People living with frailty are being helped to get the personalised care and support they need to maintain their independence at home – with dedicated teams now in place at local level throughout Northamptonshire.
Our county’s 16 Primary Care Network (PCN) areas have, or are currently putting in place, their own welfare support teams, whose role it is to identify and work with people who are at higher risk of hospitalisation and connect them with services which can support their individual needs.
PCNs are local collaborative networks of GP practices, organised by the practices themselves to ensure that together they are better equipped to meet the health and wellbeing needs of their populations. By establishing welfare support teams in each of these areas, the aim is to ensure that people can access supportive services closer to where they live.
Welfare support teams work in close collaboration with GP practice teams, local NHS providers, social services, other council services, voluntary and community organisations and befrienders, acting as the bridge between the individual and the services most appropriate for their circumstances.
The teams offer follow-up calls to patients who have been discharged from hospital, support local PCN frailty clinics and take referrals directly from GP surgeries. A holistic approach is taken to the service they provide, involving family members and carers in conversations about an individual’s needs where appropriate and taking into account both mental and physical wellbeing needs, as well as considerations for mobility, strength and balance.
Welfare support teams are able to complete home visits, make referrals to outside agencies and follow up with service users accordingly. They are often staffed by people from a range of backgrounds and from across health and social care, working cohesively with the service user to develop a person-centred assessment of their needs.
Northamptonshire’s welfare support teams have evolved from Age Well Wellingborough, a localised service established in 2018 which provides personal support for vulnerable older people in the Wellingborough area. Initially set up as a pilot project, Age Well Wellingborough continues to operate today, working closely with frailty leads at its partner GP practices to reduce hospital admissions and provide proactive support for local people before they reach crisis point. The service has helped to set the template and best practice for county-wide welfare support teams. The case studies below are just two examples of how local people have benefited from this service and how different organisations come together to support their individual needs.
Making the difference: how welfare support teams can help
As well as physical health needs, Julian* struggles with self-care as well as cleaning and maintaining his home.

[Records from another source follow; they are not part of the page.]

//! Term construction and solver errors.

use std::fmt;

use thiserror::Error;

pub type Result<T> = std::result::Result<T, Error>;

/// Which stage of driving the external solver failed.
#[derive(Debug, Clone, Copy, PartialEq, Eq)]
pub enum SolverFailure {
    /// The solver binary could not be spawned.
    Spawn,
    /// Piping the query in or reading the response back failed.
    Io,
    /// The response did not end in `sat`/`unsat`/`unknown`.
    MalformedResponse,
    /// A counterexample value used an encoding other than `0x…`/`0b…`.
    UnknownEncoding,
}

impl fmt::Display for SolverFailure {
    fn fmt(&self, f: &mut fmt::Formatter<'_>) -> fmt::Result {
        let name = match self {
            Self::Spawn => "spawn failure",
            Self::Io => "I/O failure",
            Self::MalformedResponse => "malformed response",
            Self::UnknownEncoding => "unknown value encoding",
        };
        f.write_str(name)
    }
}

#[derive(Debug, Error)]
pub enum Error {
    /// Width mismatch or invalid extract bounds at term construction.
    #[error("ill-typed term: {0}")]
    IllTyped(String),

    /// The external solver could not be driven to a verdict.
    #[error("solver {kind}: {detail}")]
    Solver { kind: SolverFailure, detail: String },
}

impl Error {
    pub(crate) fn solver(kind: SolverFailure, detail: impl Into<String>) -> Self {
        Self::Solver {
            kind,
            detail: detail.into(),
        }
    }
}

These domestic difficulties began to mount up when he fell ill and needed a stay at Kettering General Hospital. Fortunately his local welfare support team were able to help after contacting him following his hospital discharge, and they visited his home to understand and discuss his needs.
Working with Julian’s housing provider and the voluntary sector, the team supported him to arrange clearance and a deep clean of his flat. They were also able to help him get his household bills in order and even assisted him with completing his census.
To take care of his health needs, the team made arrangements for Julian to receive his medication injections at home, as previously he had been liable to miss his clinic appointments. He continues to receive regular home visits from welfare support while longer-term care is prepared by social services.
Welfare support stepped in to offer help to Sharon* after her district nurse raised concerns that she had no food at home and very little furniture.
Following a discussion about her needs and difficulties, the team arranged for Sharon to receive food parcels and also helped her with donated furniture and essential household supplies.
They liaised with her housing provider to ensure urgent repairs were carried out, and worked closely with Sharon to develop a financial plan to help her budget for regular household costs.
To assist with managing her long-term health condition, the welfare support team have assisted Sharon with transport and accompanied her to medical appointments for moral support.
A plan is now in place for a personal assistant to help Sharon with her care needs, and the team are continuing to provide support until these arrangements are in place.